*EXERCISE GOAL*.
The required output is the line with "filename crates/replay-warden-core/src/tests/rotation/mod.rs" through the final line of the entries, each one exactly as it stands.

════════════════════

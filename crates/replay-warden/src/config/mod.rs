mod store;
mod warden_config;

pub(crate) use {store::ConfigStore, warden_config::WardenConfig};

/// Default automatic cut interval in minutes.
pub(crate) const DEFAULT_CUT_MINUTES: u64 = 120;

/// Config file name inside the project config directory.
pub(crate) const CONFIG_FILE: &str = "config.json";
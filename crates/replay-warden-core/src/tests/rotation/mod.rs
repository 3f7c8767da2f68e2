mod registry;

════════════════════

*RESULT OF THIS EXERCISE*.
filename crates/replay-warden-core/src/tests/rotation/mod.rs
repository 3f7c8767da2f68e2
mod registry;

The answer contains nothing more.